Modern genetic and molecular techniques have allowed researchers to better understand generation of neural diversity; various invertebrate animal models, such as D. melanogaster and C. elegans, as well as vertebrate model systems, have provided mediums by which genetics of developmental processes can be tracked and observed. The ultimate goal of these animal model studies is to relate conserved neurodevelopmental mechanisms to human physiology and pathology [1], [2], [3], [4]. Altogether, these scientific tools may be utilized to understand every detail of central nervous system development, starting from the earliest stem cell to the highly compartmentalized systems in the mature brain. Despite having fewer neurons (~100, 000) than the mammalian brain (86 billion in humans), the Drosophila brain supports a range of complex behaviors [5].

Understanding the development of neural diversity and its role in establishing complex circuits is essential for eliciting function, underlying behavior, and higher order cognition. The immense diversity of neurons and glia established during development is responsible for ensuring the proper functionality of the central nervous system (CNS). [6], [7], [8], [9], [10]. Drosophila neural stem cells (NSCs, also known as neuroblasts) divide asymmetrically to self-renew and produce differentiated progeny of diverse types [11], [12]. Based on the division pattern, NSCs are categorized into type 0, type I, and type II lineages [11], [13], [14], [15], [16]. Type 0 NSCs self-renew to produce another NSC and two additional differentiated neurons and/or glia, and type I NSCs self-renew and produce one ganglion mother cell (GMC), which terminally divides to produce two neurons and/or glia [11]. In contrast, type II NSCs have evolved a special amplification division pattern: they divide to self-renew and produce a transit-amplifying intermediate neural progenitor (INP) [13], [16], [17]. Based on current knowledge, each INP divides approximately 4–6 times and generates a total of around 6 GMCs to expand and diversify the neural populations of the adult brain [16], [18], [19], [20], [21], [22]. This unique division mode allows type II NSCs to amplify neural progeny populations 3–4 times more than type I NSCs (Fig. 1A). Interestingly, type II NSCs are similar to mammalian outer radial glial cells (oRGCs) in the outer subventricular zone (OSVZ) in their division pattern (Fig. 1B). The oRGCs are responsible for generating the diverse neural populations of the cortex via transit- amplifying INPs [6], [8], [9], [16], [22], [23], [24], [25], [26]. Furthermore, the considerable range of neural diversity found in both flies and mammals is only possible because of the intricate signaling mechanisms, hormonal cues, and tightly controlled spatiotemporal gene expression in neural progenitors during development [8], [11], [22], [27], [28], [29], [30], [31], [32], [33], [34], [35].

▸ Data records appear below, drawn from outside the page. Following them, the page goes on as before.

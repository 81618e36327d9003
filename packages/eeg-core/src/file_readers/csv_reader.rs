use super::channel_classifier::{classify_csv_column, normalize_label};
use super::{LoadedRecording, RecordingParser};
use crate::config::IngestConfig;
use crate::error::{IngestError, Result};
use crate::montage::{montages_containing, ACCEPTED_MONTAGES};
use crate::types::{ChannelDescriptor, ChannelRole, RecordingFormat, RecordingHeader, SignalMatrix};
use csv::{ReaderBuilder, Trim};

/// Rows inspected when estimating the sampling interval
const RATE_ESTIMATION_ROWS: usize = 50;

/// CSV Recording Parser
///
/// Expects a `timestamp` first column followed by one column per channel.
/// Motion, impedance and unknown columns are dropped; the sampling rate is
/// inferred from the timestamps.
pub struct CsvRecordingParser;

impl RecordingParser for CsvRecordingParser {
    fn parse(&self, bytes: &[u8], config: &IngestConfig) -> Result<LoadedRecording> {
        let (header, signals) = parse_csv(bytes)?;
        let metadata = header.metadata();

        log::info!(
            "Loaded CSV recording: {} columns, {} retained, {:.1}s at {:.2} Hz",
            header.channel_count,
            metadata.channel_count,
            header.duration_seconds,
            header.sampling_rate
        );

        Ok(LoadedRecording {
            header,
            metadata,
            signals: config.decode_signals.then_some(signals),
            montage: None,
            skipped_channels: Vec::new(),
        })
    }

    fn format_name(&self) -> &str {
        "CSV"
    }
}

/// Unit of the timestamp column, decided from the first timestamp's magnitude.
#[derive(Debug, Clone, Copy, PartialEq, Eq)]
pub enum TimestampUnit {
    Seconds,
    Milliseconds,
    Microseconds,
}

impl TimestampUnit {
    pub fn detect(first_timestamp: f64) -> Self {
        if first_timestamp > 1e9 {
            TimestampUnit::Microseconds
        } else if first_timestamp > 1e6 {
            TimestampUnit::Milliseconds
        } else {
            TimestampUnit::Seconds
        }
    }

    /// Timestamp ticks per second
    pub fn ticks_per_second(&self) -> f64 {
        match self {
            TimestampUnit::Seconds => 1.0,
            TimestampUnit::Milliseconds => 1e3,
            TimestampUnit::Microseconds => 1e6,
        }
    }
}

/// A channel column kept for the signal matrix.
struct KeptColumn {
    column: usize,
    label: String,
    values: Vec<f64>,
}

/// Parse a CSV upload into a header and a full-resolution signal matrix.
pub fn parse_csv(bytes: &[u8]) -> Result<(RecordingHeader, SignalMatrix)> {
    let mut reader = ReaderBuilder::new()
        .has_headers(true)
        .flexible(true)
        .trim(Trim::All)
        .from_reader(bytes);

    let headers = reader.headers()?.clone();
    let first = headers.get(0).unwrap_or_default();
    if !first.eq_ignore_ascii_case("timestamp") {
        return Err(IngestError::MissingTimestampColumn(first.to_string()));
    }
    if headers.len() < 2 {
        return Err(IngestError::NoChannelColumns);
    }

    let mut descriptors = Vec::with_capacity(headers.len() - 1);
    let mut kept: Vec<KeptColumn> = Vec::new();

    for (column, name) in headers.iter().enumerate().skip(1) {
        let descriptor = match classify_csv_column(name) {
            Some(classification) => {
                match classification.role {
                    ChannelRole::Excluded => {
                        log::info!("Excluding channel: {} (motion sensor or impedance)", name)
                    }
                    ChannelRole::Ecg => log::info!("Including ECG channel: {}", name),
                    ChannelRole::Eeg => {}
                }
                descriptor_for(column - 1, name, classification.normalized_labels, classification.role)
            }
            None => {
                log::info!("Skipping unknown channel: {}", name);
                descriptor_for(column - 1, name, normalize_label(name), ChannelRole::Excluded)
            }
        };

        if descriptor.is_retained() {
            kept.push(KeptColumn {
                column,
                label: descriptor.display_label(),
                values: Vec::new(),
            });
        }
        descriptors.push(descriptor);
    }

    if kept.is_empty() {
        return Err(IngestError::NoValidChannels(
            headers.iter().skip(1).map(str::to_string).collect(),
        ));
    }

    let mut timestamps = Vec::new();
    let mut skipped_rows = 0usize;
    for record in reader.records() {
        let record = record?;
        let timestamp = match record.get(0).and_then(|t| t.parse::<f64>().ok()) {
            Some(t) if t.is_finite() => t,
            _ => {
                skipped_rows += 1;
                continue;
            }
        };
        timestamps.push(timestamp);
        for channel in &mut kept {
            let value = record
                .get(channel.column)
                .and_then(|v| v.parse::<f64>().ok())
                .filter(|v| v.is_finite())
                .unwrap_or(f64::NAN);
            channel.values.push(value);
        }
    }
    if skipped_rows > 0 {
        log::warn!("Skipped {} rows with unparseable timestamps", skipped_rows);
    }

    let (unit, sampling_rate) = infer_sampling_rate(&timestamps)?;
    let duration_seconds = match (timestamps.first(), timestamps.last()) {
        (Some(first), Some(last)) => (last - first) / unit.ticks_per_second(),
        _ => 0.0,
    };

    let mut labels = Vec::with_capacity(kept.len());
    let mut data = Vec::with_capacity(kept.len());
    for mut channel in kept {
        let gaps = channel.values.iter().filter(|v| v.is_nan()).count();
        if gaps > 0 {
            log::warn!("Interpolating {} missing samples in '{}'", gaps, channel.label);
            interpolate_gaps(&mut channel.values);
        }
        labels.push(channel.label);
        data.push(channel.values);
    }

    let header = RecordingHeader {
        format: RecordingFormat::Csv,
        channel_count: descriptors.len(),
        record_count: timestamps.len(),
        record_duration_seconds: 1.0 / sampling_rate,
        duration_seconds,
        sampling_rate,
        channels: descriptors,
        patient_id: String::new(),
        recording_id: String::new(),
        start_time: None,
        header_bytes: 0,
        edf_plus: false,
    };

    Ok((header, SignalMatrix::new(labels, data, sampling_rate)))
}

fn descriptor_for(
    index: usize,
    name: &str,
    normalized_labels: Vec<String>,
    role: ChannelRole,
) -> ChannelDescriptor {
    let mut montages: Vec<String> = Vec::new();
    for label in &normalized_labels {
        for montage in montages_containing(label, ACCEPTED_MONTAGES) {
            if !montages.contains(&montage) {
                montages.push(montage);
            }
        }
    }
    ChannelDescriptor {
        index,
        raw_label: name.to_string(),
        normalized_labels,
        role,
        montages,
        samples_per_record: 1,
        calibration: None,
    }
}

/// Detect the timestamp unit and estimate the sampling rate in Hz.
///
/// Uses the median of the positive consecutive deltas over the first rows.
pub fn infer_sampling_rate(timestamps: &[f64]) -> Result<(TimestampUnit, f64)> {
    if timestamps.len() < 2 {
        return Err(IngestError::SamplingRate(format!(
            "need at least two timestamped rows, found {}",
            timestamps.len()
        )));
    }

    let unit = TimestampUnit::detect(timestamps[0]);
    let window = &timestamps[..timestamps.len().min(RATE_ESTIMATION_ROWS)];
    let mut deltas: Vec<f64> = window
        .windows(2)
        .map(|pair| pair[1] - pair[0])
        .filter(|d| *d > 0.0)
        .collect();

    if deltas.is_empty() {
        return Err(IngestError::SamplingRate(
            "timestamps never increase".to_string(),
        ));
    }

    deltas.sort_by(|a, b| a.total_cmp(b));
    let mid = deltas.len() / 2;
    let median = if deltas.len() % 2 == 0 {
        (deltas[mid - 1] + deltas[mid]) / 2.0
    } else {
        deltas[mid]
    };

    let sampling_rate = unit.ticks_per_second() / median;
    log::debug!(
        "CSV timestamps in {:?}, median interval {}, sampling rate {:.2} Hz",
        unit,
        median,
        sampling_rate
    );
    Ok((unit, sampling_rate))
}

/// Fill NaN samples by linear interpolation over sample index.
///
/// Leading and trailing gaps hold the nearest valid value; an all-NaN
/// channel becomes zeros.
pub fn interpolate_gaps(values: &mut [f64]) {
    let valid: Vec<usize> = (0..values.len()).filter(|&i| !values[i].is_nan()).collect();
    let (Some(&first), Some(&last)) = (valid.first(), valid.last()) else {
        values.fill(0.0);
        return;
    };

    let (head, tail) = (values[first], values[last]);
    values[..first].fill(head);
    values[last + 1..].fill(tail);

    for pair in valid.windows(2) {
        let (a, b) = (pair[0], pair[1]);
        if b - a < 2 {
            continue;
        }
        let (va, vb) = (values[a], values[b]);
        let span = (b - a) as f64;
        for (offset, value) in values[a + 1..b].iter_mut().enumerate() {
            let t = (offset + 1) as f64 / span;
            *value = va + t * (vb - va);
        }
    }
}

Larval type II NSCs generate the neurons that lpredominantly populate the central complex, which makes up the bulk of the sensory and locomotion centers [19], [36], [37], [38]. In the following sections, we will focus on the central brain NSCs of D. melanogaster larvae with an emphasis on type II NSCs (Fig. 2 A). Additionally, we will summarize recent findings relating to temporal patterning of type II lineages and the mechanisms that diversify the lineages which populate the adult central complex. Towards the end, we will discuss possible ways to link temporal patterning to neural identity, connectivity, circuit formation, and function.